I left the pub and walked down to the Oasis Café to see if Jet was still there. He wasn’t, but I ordered a coffee and sat down anyway. There was no music playing, but a woman dressed as a pirate was dancing as if to the beat of some primal bongo drum: pulsating with sudden, irregular movements. Across the room, a sloth was passed out on a beanbag and somebody’s grandmother was “ripping a bong”.
I sat down with my coffee. Suddenly, a weathered creature appeared dressed in full camouflage and sat directly in front of me, not a metre away, staring straight into my eyes without blinking or saying a word.
I said something. He remained silent. I sat there trying to ignore him, crippled by anxiety, when he mumbled something unintelligible and pointed to what I was smoking. I was about to get up and walk away when, without warning, he got up and took off down the street in a full sprint.
It was late afternoon when I left the Oasis Café. Returning to the Sativa Stadium, I heard a distant voice over a microphone declare: “So, are we actually seeing cases of coronavirus, or are we seeing cases of influenza diagnosed as coronavirus? These are the questions, I don’t know the answer, nobody knows the answer.”
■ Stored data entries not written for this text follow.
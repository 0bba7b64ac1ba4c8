use std::time::Instant;

use axum::{
    extract::{MatchedPath, Request},
    middleware::Next,
    response::Response,
};
use tracing::{error, info, warn};
use tracing_subscriber::{layer::SubscriberExt, util::SubscriberInitExt};

pub fn init_tracing() {
    tracing_subscriber::registry()
        .with(
            tracing_subscriber::EnvFilter::try_from_default_env().unwrap_or_else(|_| {
                // axum logs rejections from built-in extractors with the `axum::rejection`
                // target, at `TRACE` level. `axum::rejection=trace` enables showing those events
                format!("{}=debug,axum::rejection=trace", env!("CARGO_CRATE_NAME")).into()
            }),
        )
        .with(tracing_subscriber::fmt::layer())
        .init();
}

pub async fn logging_middleware(req: Request, next: Next) -> Response {
    let start = Instant::now();
    let method = req.method().clone();
    let uri = req.uri().clone();
    let matched_path = req
        .extensions()
        .get::<MatchedPath>()
        .map(|p| p.as_str().to_string())
        .unwrap_or_else(|| uri.path().to_string());

    let request_id = uuid::Uuid::new_v4().to_string();

    info!(
        request_id = %request_id,
        method = %method,
        path = %matched_path,
        "Incoming request"
    );

    let response = next.run(req).await;
    let latency = start.elapsed();
    let status = response.status();

    match status.as_u16() {
        400..=499 => {
            warn!(
                request_id = %request_id,
                method = %method,
                path = %matched_path,
                status = %status.as_u16(),
                latency_ms = %latency.as_millis(),
                "Client error"
            );
        }
        500..=599 => {
            error!(
                request_id = %request_id,
                method = %method,
                path = %matched_path,
                status = %status.as_u16(),
                latency_ms = %latency.as_millis(),
                "Server error"
            );
        }
        _ => {
            info!(
                request_id = %request_id,
                method = %method,
                path = %matched_path,
                status = %status.as_u16(),
                latency_ms = %latency.as_millis(),
                "Request completed"
            );
        }
    }

    response
}
//! PostgreSQL connection pool initialization.
//!
//! The connection string is read from the `DATABASE_URL` environment
//! variable. The pool is bounded and every acquisition carries a timeout so
//! a stalled database surfaces as an error instead of a hung request.

use std::env;
use std::time::Duration;

use anyhow::Context;
use sqlx::PgPool;
use sqlx::postgres::PgPoolOptions;

pub async fn init_db_pool() -> anyhow::Result<PgPool> {
    let database_url = env::var("DATABASE_URL").context("DATABASE_URL must be set")?;

    PgPoolOptions::new()
        .max_connections(5)
        .acquire_timeout(Duration::from_secs(5))
        .connect(&database_url)
        .await
        .context("Failed to connect to database")
}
Curious, I turned, searching for the voice, and was confronted by a six-metre-tall elephant with four arms, holding a fruit bowl, two maracas and a ukulele. An audience was gathered round, listening to, or perhaps praying to, the elephant.
As I walked closer, I saw that the voice wasn’t coming from the elephant at all, but from a small woman dressed as a witch doctor.
“Throughout the year,” the witch doctor picked up, “the overall mortality rate for the United States went down, and I have the graphs.” (She showed no graphs.)
“Since they started vaccinating, the mortality rate is up like this.” She raised her hand to the sky. “It has shot straight up! And it’s not just the United States, it is some European countries as well.”
A long and tedious argument between the witch doctor and a disgruntled old man ensued. I wearily turned away.
Later that night I sat at a table on the pub balcony with Jet, who had taken 10 tabs of LSD. A short, shabby man with a wild beard and blonde dreadlocks, he resembled a scruffy labradoodle.
“Why don’t I start my story from right now, and work my way backwards?” he suggested. “You could do that,” I answered, “however, I’d prefer if you didn’t.”
Jet began drinking at the age of 10, having smoked his first joint when he was seven. You can guess the rest of the story. He’s now 36, homeless, addicted to drugs and alcohol, and living – like many others in Nimbin – off charity.
SUNDAY: I woke up late and hungover. It was time to get out of town. Driving through the forest, I caught a glimpse of myself in the rear-view mirror: I hadn’t showered since Thursday and I looked like a sweaty swamp creature.
I drove through the mountains in silence, half dead, half caffeinated. Then, up ahead, I saw the police. I pulled over.
A few minutes later, I was hundreds of dollars poorer and banned from driving for 48 hours. I was in the middle of nowhere, with a phone that was out of charge.
I abandoned the Subaru, my home for the past three days, and started walking. I was 16 kilometres from Lismore, the nearest town. I walked for hours on the sticky asphalt road as the hellishly hot sun beat down. All around me was silence. I felt wretched.
As the sun began to sink and the clouds above me glowed violet and pink, I turned off the road and climbed a steep hill so I could eyeball the sunset in all its glory.
Now it was dark. Back on the road, I started waving down cars. None stopped. Finally, a white pickup truck pulled over. The driver, a young Nimbin guy on his way to meet friends in Lismore, quickly guessed my plight. “Hop in,” he said.
I hadn’t found God or freedom, but I’d found the cult and the hippies – and I’d found a ride.